For the Record: Jan. 26, 2024.
A fiery new album in tune with the times from Tim Berne, plus dozens of listings for new and upcoming releases.
For the Record rounds up details about new and pending recordings of interest to the new-music community: contemporary classical music and jazz, electronic and electroacoustic music, and idioms for which no clever genre name has been coined, on CD, vinyl LP, cassette, digital-only formats… you name it.
This list of release dates is culled from press releases, Amazon, Bandcamp, and other internet stores and sources, social-media posts, and online resources such as Discogs. Dates cited typically correspond to initial U.S. release, and are subject to change. (Links to Amazon, used when all else fails, do not imply endorsement.)
These listings are not comprehensive—nor could they be! To submit a forthcoming recording for consideration, email information to nightafternight@icloud.com.
All opinions expressed herein are solely my own, and do not express the views of any employer.
The lead-in.
EDIT Jan. 28, 2023: I’ve added a significant clarification to the end of this post.
No matter how closely I try to keep tabs on all the music and news that comes my way, every now and then something slips between the cracks. An email goes astray, or there’s a place to be and a train to catch, or whatever. It’s a special cause for facepalm, even headdesk, when it involves an artist whose work I’ve admired and championed for decades.

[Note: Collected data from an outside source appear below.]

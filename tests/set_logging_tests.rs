//! Integration tests for the set-logging write path
//!
//! Each test runs against a private in-memory store with a pinned clock.

use chrono::{Duration, TimeZone, Utc};
use liftrs::clock::{Clock, FixedClock};
use liftrs::database::{self, Database, OneRmSource};
use liftrs::error::LiftError;
use liftrs::models::{EquipmentType, NewUser};
use liftrs::set_logging::{self, CompleteWorkoutRequest, LogSetRequest};
use serde_json::json;

fn clock() -> FixedClock {
    FixedClock::new(Utc.with_ymd_and_hms(2024, 3, 4, 18, 0, 0).unwrap())
}

fn setup(clock: &FixedClock) -> (Database, i64, i64) {
    let db = Database::open_in_memory().unwrap();
    let user = database::create_user(db.conn(), &NewUser::default(), clock.now()).unwrap();
    let exercise =
        database::create_exercise(db.conn(), "Bench Press", Some(EquipmentType::Barbell), Some("chest"))
            .unwrap();
    (db, user.id, exercise.id)
}

fn request(weight: f64, reps: i64, rir: f64) -> LogSetRequest {
    LogSetRequest {
        weight_kg: weight,
        reps,
        rir,
        notes: None,
        completed_at: None,
    }
}

#[test]
fn test_log_set_end_to_end() {
    let clock = clock();
    let (mut db, user_id, exercise_id) = setup(&clock);
    database::insert_1rm(
        db.conn(),
        user_id,
        exercise_id,
        100.0,
        None,
        Utc.with_ymd_and_hms(2024, 3, 1, 18, 0, 0).unwrap(),
    )
    .unwrap();

    let logged = set_logging::log_set(&mut db, &clock, user_id, exercise_id, request(100.0, 5, 2.0)).unwrap();

    assert_eq!(logged.estimated_1rm, 130.40);
    assert_eq!(logged.set.mti, 500);
    assert_eq!(logged.set.set_number, 1);
    assert_eq!(logged.rir_bias, 0.0);
    assert_eq!(logged.rir_bias_error_ema, 0.0);
    assert!(logged.predicted_reps.is_none());

    let latest = database::latest_1rm(db.conn(), user_id, exercise_id).unwrap().unwrap();
    assert_eq!(latest.estimated_1rm, 130.40);
    assert_eq!(latest.source(), Some((100.0, 5, Some(2.0))));
    assert_eq!(database::count_1rm_rows(db.conn(), user_id, exercise_id).unwrap(), 2);
}

#[test]
fn test_bias_learns_from_overperformance() {
    let clock = clock();
    let (mut db, user_id, exercise_id) = setup(&clock);
    database::insert_1rm(
        db.conn(),
        user_id,
        exercise_id,
        120.0,
        None,
        clock.now() - Duration::days(3),
    )
    .unwrap();

    // predicted ≈ (1 − 100/120)/0.0333 − 1 ≈ 4.0 reps, the lifter did 10
    let logged = set_logging::log_set(&mut db, &clock, user_id, exercise_id, request(100.0, 10, 1.0)).unwrap();
    let predicted = logged.predicted_reps.unwrap();
    assert!((predicted - 4.005).abs() < 0.01);
    assert!(logged.rir_bias > 0.0);
    assert!(logged.rir_bias_error_ema > 0.0);

    let user = database::load_user(db.conn(), user_id).unwrap().unwrap();
    assert_eq!(user.rir_bias, logged.rir_bias);
    assert_eq!(user.rir_bias_error_ema, logged.rir_bias_error_ema);
}

#[test]
fn test_sets_share_the_day_workout() {
    let clock = clock();
    let (mut db, user_id, exercise_id) = setup(&clock);

    let first = set_logging::log_set(&mut db, &clock, user_id, exercise_id, request(60.0, 8, 2.0)).unwrap();
    clock.advance(Duration::minutes(3));
    let second = set_logging::log_set(&mut db, &clock, user_id, exercise_id, request(60.0, 8, 1.0)).unwrap();

    assert_eq!(first.set.workout_id, second.set.workout_id);
    assert_eq!(second.set.set_number, 2);

    clock.advance(Duration::days(1));
    let next_day = set_logging::log_set(&mut db, &clock, user_id, exercise_id, request(60.0, 8, 2.0)).unwrap();
    assert_ne!(next_day.set.workout_id, first.set.workout_id);
    assert_eq!(next_day.set.set_number, 1);
}

#[test]
fn test_failed_write_rolls_back_everything() {
    let clock = clock();
    let (mut db, user_id, exercise_id) = setup(&clock);
    database::insert_1rm(
        db.conn(),
        user_id,
        exercise_id,
        120.0,
        Some(OneRmSource {
            weight: 100.0,
            reps: 5,
            rir: Some(2.0),
        }),
        clock.now() - Duration::days(2),
    )
    .unwrap();
    db.conn()
        .execute_batch(
            "CREATE TRIGGER fail_set_insert BEFORE INSERT ON workout_sets
             BEGIN SELECT RAISE(ABORT, 'boom'); END;",
        )
        .unwrap();

    let result = set_logging::log_set(&mut db, &clock, user_id, exercise_id, request(100.0, 10, 1.0));
    assert!(matches!(result, Err(LiftError::Database(_))));

    let user = database::load_user(db.conn(), user_id).unwrap().unwrap();
    assert_eq!(user.rir_bias, 0.0);
    assert_eq!(user.rir_bias_error_ema, 0.0);
    assert_eq!(database::count_1rm_rows(db.conn(), user_id, exercise_id).unwrap(), 1);
    assert_eq!(database::count_sets(db.conn(), user_id).unwrap(), 0);
}

#[test]
fn test_validation_rejects_bad_input() {
    let clock = clock();
    let (mut db, user_id, exercise_id) = setup(&clock);

    for bad in [request(-1.0, 5, 2.0), request(50.0, -1, 2.0), request(50.0, 5, 11.0)] {
        let err = set_logging::log_set(&mut db, &clock, user_id, exercise_id, bad).unwrap_err();
        assert!(matches!(err, LiftError::Validation(_)), "unexpected error: {err}");
    }

    let mut bad_time = request(50.0, 5, 2.0);
    bad_time.completed_at = Some("yesterday-ish".to_string());
    assert!(set_logging::log_set(&mut db, &clock, user_id, exercise_id, bad_time).is_err());

    let err = set_logging::log_set(&mut db, &clock, user_id, 999, request(50.0, 5, 2.0)).unwrap_err();
    assert_eq!(err.kind().status_code(), 404);
}

#[test]
fn test_expanded_year_is_rejected_before_storage() {
    let clock = clock();
    let (mut db, user_id, exercise_id) = setup(&clock);

    let mut far_future = request(100.0, 5, 2.0);
    far_future.completed_at = Some("+10000-01-01T00:00:00".to_string());
    let err = set_logging::log_set(&mut db, &clock, user_id, exercise_id, far_future).unwrap_err();
    assert_eq!(err.kind().status_code(), 400);
    assert_eq!(database::count_sets(db.conn(), user_id).unwrap(), 0);

    // history stays readable for the next write and the next recommendation
    let logged = set_logging::log_set(&mut db, &clock, user_id, exercise_id, request(100.0, 5, 2.0)).unwrap();
    assert_eq!(logged.estimated_1rm, 130.40);
    assert!(database::latest_1rm(db.conn(), user_id, exercise_id).unwrap().is_some());
}

#[test]
fn test_patch_and_delete_respect_ownership() {
    let clock = clock();
    let (mut db, user_id, exercise_id) = setup(&clock);
    let other = database::create_user(db.conn(), &NewUser::default(), clock.now()).unwrap();
    let logged = set_logging::log_set(&mut db, &clock, user_id, exercise_id, request(80.0, 6, 5.0)).unwrap();
    // rir 5 exceeds the cutoff by one: 80 · 5
    assert_eq!(logged.set.mti, 400);

    let err = set_logging::patch_set(&mut db, other.id, logged.set.id, &json!({"notes": "mine"})).unwrap_err();
    assert_eq!(err.kind().status_code(), 404);

    let patched =
        set_logging::patch_set(&mut db, user_id, logged.set.id, &json!({"actual_rir": 2, "notes": "easy"}))
            .unwrap();
    assert_eq!(patched.set.mti, 480);
    assert_eq!(patched.set.notes.as_deref(), Some("easy"));
    assert!(!patched.history_recalculated);
    // history is not rewritten by edits
    assert_eq!(database::count_1rm_rows(db.conn(), user_id, exercise_id).unwrap(), 1);

    assert!(set_logging::patch_set(&mut db, user_id, logged.set.id, &json!({})).is_err());
    assert!(set_logging::patch_set(&mut db, user_id, logged.set.id, &json!({"set_number": 3})).is_err());
    assert!(set_logging::patch_set(&mut db, user_id, logged.set.id, &json!({"actual_reps": "six"})).is_err());

    assert!(set_logging::delete_set(&mut db, other.id, logged.set.id).is_err());
    set_logging::delete_set(&mut db, user_id, logged.set.id).unwrap();
    assert_eq!(database::count_sets(db.conn(), user_id).unwrap(), 0);
    assert!(set_logging::delete_set(&mut db, user_id, logged.set.id).is_err());
}

#[test]
fn test_complete_workout_records_wellness() {
    let clock = clock();
    let (mut db, user_id, exercise_id) = setup(&clock);
    let logged = set_logging::log_set(&mut db, &clock, user_id, exercise_id, request(60.0, 8, 2.0)).unwrap();

    let request = CompleteWorkoutRequest {
        sleep_hours: Some(7.5),
        stress_level: Some(3),
        hrv_ms: Some(55.0),
        session_rpe: Some(8),
    };
    let workout =
        set_logging::complete_workout(&mut db, &clock, user_id, logged.set.workout_id, &request).unwrap();
    assert!(workout.completed_at.is_some());

    let stored = database::latest_completed_workout(db.conn(), user_id).unwrap().unwrap();
    assert_eq!(stored.id, logged.set.workout_id);
    assert_eq!(stored.stress_level, Some(3));

    let invalid = CompleteWorkoutRequest {
        stress_level: Some(11),
        ..CompleteWorkoutRequest::default()
    };
    assert!(set_logging::complete_workout(&mut db, &clock, user_id, logged.set.workout_id, &invalid).is_err());
}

So, let the record show that saxophonist, composer, and bandleader Tim Berne released an absolute rager of an album last Friday on the Swiss label Intakt. Titled Candid, it’s the debut recording from Sunny Five, a fiery outfit that flanks Berne with not just one but two of his most frequent and effective guitar foils, Marc Ducret and David Torn. The band is completed by Devin Hoff on electric bass and Berne’s steadiest go-to percussionist of late, Ches Smith.
Candid includes four pieces, two of which – “Scratch” (19:03) and “Floored” (35:12) – qualify as epics of the sort that emerged during the Bloodcount days of yore. The other two, “Piper” (9:01) and “Craw” (8:41) are bagatelles, by comparison.

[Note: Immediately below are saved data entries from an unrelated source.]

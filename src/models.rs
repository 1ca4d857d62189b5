use chrono::{DateTime, NaiveDate, Utc};
use serde::{Deserialize, Serialize};
use std::collections::HashMap;
use std::fmt;
use std::str::FromStr;

use crate::error::LiftError;
use crate::fatigue::MUSCLE_GROUPS;

/// How load is put on the exercise; drives weight rounding
#[derive(Debug, Clone, Copy, PartialEq, Eq, Hash, Serialize, Deserialize)]
#[serde(rename_all = "snake_case")]
pub enum EquipmentType {
    Barbell,
    DumbbellPair,
    Machine,
}

impl EquipmentType {
    pub fn as_str(&self) -> &'static str {
        match self {
            EquipmentType::Barbell => "barbell",
            EquipmentType::DumbbellPair => "dumbbell_pair",
            EquipmentType::Machine => "machine",
        }
    }
}

impl FromStr for EquipmentType {
    type Err = LiftError;

    fn from_str(s: &str) -> Result<Self, Self::Err> {
        match s.trim().to_lowercase().as_str() {
            "barbell" => Ok(EquipmentType::Barbell),
            "dumbbell_pair" | "dumbbell" | "dumbbells" => Ok(EquipmentType::DumbbellPair),
            "machine" | "cable" => Ok(EquipmentType::Machine),
            other => Err(LiftError::validation(format!(
                "unknown equipment type: {other}"
            ))),
        }
    }
}

impl fmt::Display for EquipmentType {
    fn fmt(&self, f: &mut fmt::Formatter<'_>) -> fmt::Result {
        f.write_str(self.as_str())
    }
}

/// Training age of the lifter
#[derive(Debug, Clone, Copy, PartialEq, Eq, Hash, Serialize, Deserialize)]
#[serde(rename_all = "snake_case")]
pub enum ExperienceLevel {
    Beginner,
    Intermediate,
    Advanced,
}

impl ExperienceLevel {
    pub fn as_str(&self) -> &'static str {
        match self {
            ExperienceLevel::Beginner => "beginner",
            ExperienceLevel::Intermediate => "intermediate",
            ExperienceLevel::Advanced => "advanced",
        }
    }
}

impl FromStr for ExperienceLevel {
    type Err = LiftError;

    fn from_str(s: &str) -> Result<Self, Self::Err> {
        match s.trim().to_lowercase().as_str() {
            "beginner" => Ok(ExperienceLevel::Beginner),
            "intermediate" => Ok(ExperienceLevel::Intermediate),
            "advanced" => Ok(ExperienceLevel::Advanced),
            other => Err(LiftError::validation(format!(
                "unknown experience level: {other}"
            ))),
        }
    }
}

/// Self-reported sex, used only to scale default strength estimates
#[derive(Debug, Clone, Copy, PartialEq, Eq, Hash, Serialize, Deserialize)]
#[serde(rename_all = "snake_case")]
pub enum Sex {
    Male,
    Female,
    Other,
    Unknown,
}

impl Sex {
    pub fn as_str(&self) -> &'static str {
        match self {
            Sex::Male => "male",
            Sex::Female => "female",
            Sex::Other => "other",
            Sex::Unknown => "unknown",
        }
    }
}

impl FromStr for Sex {
    type Err = LiftError;

    fn from_str(s: &str) -> Result<Self, Self::Err> {
        match s.trim().to_lowercase().as_str() {
            "male" => Ok(Sex::Male),
            "female" => Ok(Sex::Female),
            "other" => Ok(Sex::Other),
            "unknown" => Ok(Sex::Unknown),
            other => Err(LiftError::validation(format!("unknown sex: {other}"))),
        }
    }
}

/// Mesocycle phases in cycle order
#[derive(Debug, Clone, Copy, PartialEq, Eq, Hash, Serialize, Deserialize)]
#[serde(rename_all = "snake_case")]
pub enum MesocyclePhase {
    Accumulation,
    Intensification,
    Deload,
}

impl MesocyclePhase {
    pub fn as_str(&self) -> &'static str {
        match self {
            MesocyclePhase::Accumulation => "accumulation",
            MesocyclePhase::Intensification => "intensification",
            MesocyclePhase::Deload => "deload",
        }
    }
}

impl FromStr for MesocyclePhase {
    type Err = LiftError;

    fn from_str(s: &str) -> Result<Self, Self::Err> {
        match s {
            "accumulation" => Ok(MesocyclePhase::Accumulation),
            "intensification" => Ok(MesocyclePhase::Intensification),
            "deload" => Ok(MesocyclePhase::Deload),
            other => Err(LiftError::validation(format!("unknown phase: {other}"))),
        }
    }
}

impl fmt::Display for MesocyclePhase {
    fn fmt(&self, f: &mut fmt::Formatter<'_>) -> fmt::Result {
        f.write_str(self.as_str())
    }
}

/// Lifter profile plus the per-user learned state
#[derive(Debug, Clone, PartialEq, Serialize, Deserialize)]
pub struct User {
    pub id: i64,

    /// 0 = pure hypertrophy, 1 = pure strength
    pub goal_slider: f64,

    /// Learned offset between reported and true RIR, clipped to [-3, 3]
    pub rir_bias: f64,

    /// Base learning rate for the bias updater
    pub rir_bias_lr: f64,

    /// EMA of recent rep-prediction errors
    pub rir_bias_error_ema: f64,

    /// Per-muscle multipliers on the recovery time constant
    pub recovery_multipliers: HashMap<String, f64>,

    /// Plate sizes (kg) the lifter has access to
    pub available_plates: Vec<f64>,

    pub barbell_weight_kg: f64,
    pub equipment_type: EquipmentType,
    pub experience_level: Option<ExperienceLevel>,
    pub sex: Option<Sex>,
}

/// Shared reference data
#[derive(Debug, Clone, PartialEq, Serialize, Deserialize)]
pub struct Exercise {
    pub id: i64,
    pub name: String,
    pub equipment_type: Option<EquipmentType>,
    pub main_target_muscle_group: Option<String>,
}

/// A training session; wellness fields feed the readiness scorer
#[derive(Debug, Clone, PartialEq, Serialize, Deserialize)]
pub struct Workout {
    pub id: i64,
    pub user_id: i64,
    pub started_at: DateTime<Utc>,
    pub completed_at: Option<DateTime<Utc>>,
    pub sleep_hours: Option<f64>,
    pub stress_level: Option<u8>,
    pub hrv_ms: Option<f64>,
    pub session_rpe: Option<u8>,
}

/// One logged set
#[derive(Debug, Clone, PartialEq, Serialize, Deserialize)]
pub struct WorkoutSet {
    pub id: i64,
    pub workout_id: i64,
    pub exercise_id: i64,
    pub set_number: u32,
    pub actual_weight: f64,
    pub actual_reps: u32,
    pub actual_rir: Option<f64>,
    /// Mechanical-Tension Index
    pub mti: i64,
    pub completed_at: DateTime<Utc>,
    pub notes: Option<String>,
}

/// Append-only 1RM estimate, optionally with the set it was derived from
#[derive(Debug, Clone, PartialEq, Serialize, Deserialize)]
pub struct OneRepMaxRecord {
    pub id: i64,
    pub user_id: i64,
    pub exercise_id: i64,
    pub estimated_1rm: f64,
    pub source_weight: Option<f64>,
    pub source_reps: Option<u32>,
    pub source_rir: Option<f64>,
    pub calculated_at: DateTime<Utc>,
}

impl OneRepMaxRecord {
    /// The (weight, reps, rir) tuple the estimate came from, when recorded
    pub fn source(&self) -> Option<(f64, u32, Option<f64>)> {
        match (self.source_weight, self.source_reps) {
            (Some(weight), Some(reps)) => Some((weight, reps, self.source_rir)),
            _ => None,
        }
    }
}

#[derive(Debug, Clone, PartialEq, Serialize, Deserialize)]
pub struct Mesocycle {
    pub id: i64,
    pub user_id: i64,
    pub phase: MesocyclePhase,
    /// Start of the current phase
    pub start_date: NaiveDate,
    pub week_number: u32,
}

#[derive(Debug, Clone, PartialEq, Serialize, Deserialize)]
pub struct PlateauEvent {
    pub id: i64,
    pub user_id: i64,
    pub exercise_id: i64,
    pub detected_at: DateTime<Utc>,
    pub plateau_duration: u32,
    pub protocol_applied: String,
    pub details: serde_json::Value,
    pub acknowledged_at: Option<DateTime<Utc>>,
}

/// Fields for creating a user (seed/admin path)
#[derive(Debug, Clone, PartialEq, Serialize, Deserialize)]
pub struct NewUser {
    pub goal_slider: f64,
    pub rir_bias_lr: f64,
    pub available_plates: Vec<f64>,
    pub barbell_weight_kg: f64,
    pub equipment_type: EquipmentType,
    pub experience_level: Option<ExperienceLevel>,
    pub sex: Option<Sex>,
    pub recovery_multipliers: HashMap<String, f64>,
}

impl Default for NewUser {
    fn default() -> Self {
        Self {
            goal_slider: 0.5,
            rir_bias_lr: 0.1,
            available_plates: vec![1.25, 2.5, 5.0, 10.0, 15.0, 20.0, 25.0],
            barbell_weight_kg: 20.0,
            equipment_type: EquipmentType::Barbell,
            experience_level: Some(ExperienceLevel::Intermediate),
            sex: None,
            recovery_multipliers: HashMap::new(),
        }
    }
}

/// Partial profile update; every present field is validated before writing
#[derive(Debug, Clone, Default, PartialEq, Serialize, Deserialize)]
#[serde(deny_unknown_fields)]
pub struct UserProfileUpdate {
    pub goal_slider: Option<f64>,
    pub rir_bias_lr: Option<f64>,
    pub recovery_multipliers: Option<HashMap<String, f64>>,
    pub available_plates: Option<Vec<f64>>,
    pub barbell_weight_kg: Option<f64>,
    pub equipment_type: Option<EquipmentType>,
    pub experience_level: Option<ExperienceLevel>,
    pub sex: Option<Sex>,
}

impl UserProfileUpdate {
    pub fn is_empty(&self) -> bool {
        self == &UserProfileUpdate::default()
    }

    pub fn validate(&self) -> Result<(), LiftError> {
        if self.is_empty() {
            return Err(LiftError::validation("profile update contains no fields"));
        }
        if let Some(goal) = self.goal_slider {
            validate_goal_slider(goal)?;
        }
        if let Some(lr) = self.rir_bias_lr {
            if !lr.is_finite() || lr <= 0.0 || lr > 1.0 {
                return Err(LiftError::validation("rir_bias_lr must be in (0, 1]"));
            }
        }
        if let Some(multipliers) = &self.recovery_multipliers {
            validate_recovery_multipliers(multipliers)?;
        }
        if let Some(plates) = &self.available_plates {
            validate_plates(plates)?;
        }
        if let Some(bar) = self.barbell_weight_kg {
            if !bar.is_finite() || bar <= 0.0 {
                return Err(LiftError::validation("barbell_weight_kg must be positive"));
            }
        }
        Ok(())
    }

    /// Apply onto an existing user (after validation)
    pub fn apply_to(&self, user: &mut User) {
        if let Some(goal) = self.goal_slider {
            user.goal_slider = goal;
        }
        if let Some(lr) = self.rir_bias_lr {
            user.rir_bias_lr = lr;
        }
        if let Some(multipliers) = &self.recovery_multipliers {
            user.recovery_multipliers = multipliers.clone();
        }
        if let Some(plates) = &self.available_plates {
            user.available_plates = normalize_plates(plates);
        }
        if let Some(bar) = self.barbell_weight_kg {
            user.barbell_weight_kg = bar;
        }
        if let Some(equipment) = self.equipment_type {
            user.equipment_type = equipment;
        }
        if let Some(level) = self.experience_level {
            user.experience_level = Some(level);
        }
        if let Some(sex) = self.sex {
            user.sex = Some(sex);
        }
    }
}

pub fn validate_goal_slider(goal: f64) -> Result<(), LiftError> {
    if !(0.0..=1.0).contains(&goal) {
        return Err(LiftError::validation("goal_slider must be within [0, 1]"));
    }
    Ok(())
}

pub fn validate_recovery_multipliers(multipliers: &HashMap<String, f64>) -> Result<(), LiftError> {
    for (muscle, value) in multipliers {
        if !MUSCLE_GROUPS.contains(&muscle.as_str()) {
            return Err(LiftError::validation(format!(
                "unknown muscle group in recovery_multipliers: {muscle}"
            )));
        }
        if !value.is_finite() || *value <= 0.0 {
            return Err(LiftError::validation(format!(
                "recovery multiplier for {muscle} must be positive"
            )));
        }
    }
    Ok(())
}

pub fn validate_plates(plates: &[f64]) -> Result<(), LiftError> {
    if plates.iter().any(|p| !p.is_finite() || *p <= 0.0) {
        return Err(LiftError::validation("available_plates must all be positive"));
    }
    Ok(())
}

/// Sort ascending and drop duplicates so plates behave as an ordered set
pub fn normalize_plates(plates: &[f64]) -> Vec<f64> {
    let mut sorted: Vec<f64> = plates.to_vec();
    sorted.sort_by(|a, b| a.total_cmp(b));
    sorted.dedup();
    sorted
}

#[cfg(test)]
mod tests {
    use super::*;

    #[test]
    fn test_enum_string_round_trip() {
        for equipment in [
            EquipmentType::Barbell,
            EquipmentType::DumbbellPair,
            EquipmentType::Machine,
        ] {
            assert_eq!(equipment.as_str().parse::<EquipmentType>().unwrap(), equipment);
        }
        assert_eq!("Dumbbells".parse::<EquipmentType>().unwrap(), EquipmentType::DumbbellPair);
        assert!("kettlebell".parse::<EquipmentType>().is_err());
        assert!("deload".parse::<MesocyclePhase>().is_ok());
    }

    #[test]
    fn test_profile_update_validation() {
        assert!(UserProfileUpdate::default().validate().is_err());

        let update = UserProfileUpdate {
            goal_slider: Some(1.2),
            ..Default::default()
        };
        assert!(update.validate().is_err());

        let update = UserProfileUpdate {
            available_plates: Some(vec![2.5, -1.0]),
            ..Default::default()
        };
        assert!(update.validate().is_err());

        let mut multipliers = HashMap::new();
        multipliers.insert("elbows".to_string(), 1.0);
        let update = UserProfileUpdate {
            recovery_multipliers: Some(multipliers),
            ..Default::default()
        };
        assert!(update.validate().is_err());

        let update = UserProfileUpdate {
            goal_slider: Some(0.8),
            available_plates: Some(vec![5.0, 1.25, 2.5, 2.5]),
            ..Default::default()
        };
        assert!(update.validate().is_ok());
    }

    #[test]
    fn test_apply_normalizes_plates() {
        let mut user = User {
            id: 1,
            goal_slider: 0.5,
            rir_bias: 0.0,
            rir_bias_lr: 0.1,
            rir_bias_error_ema: 0.0,
            recovery_multipliers: HashMap::new(),
            available_plates: vec![],
            barbell_weight_kg: 20.0,
            equipment_type: EquipmentType::Barbell,
            experience_level: None,
            sex: None,
        };
        let update = UserProfileUpdate {
            available_plates: Some(vec![5.0, 1.25, 2.5, 2.5]),
            sex: Some(Sex::Female),
            ..Default::default()
        };
        update.apply_to(&mut user);
        assert_eq!(user.available_plates, vec![1.25, 2.5, 5.0]);
        assert_eq!(user.sex, Some(Sex::Female));
    }
}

Despite the heavy presence of two decidedly electric guitars, there’s plenty to distinguish Ducret, who I reckon is playing the squiggly lines in the left channel, and Torn, presumably responsible for the flood of texture to the right. Nothing’s really that cut-and-dried, though; as guitarist Brandon Ross observes in the liner notes, “There are moments in the music where it may be impossible to tell who's doing what... and by what means...”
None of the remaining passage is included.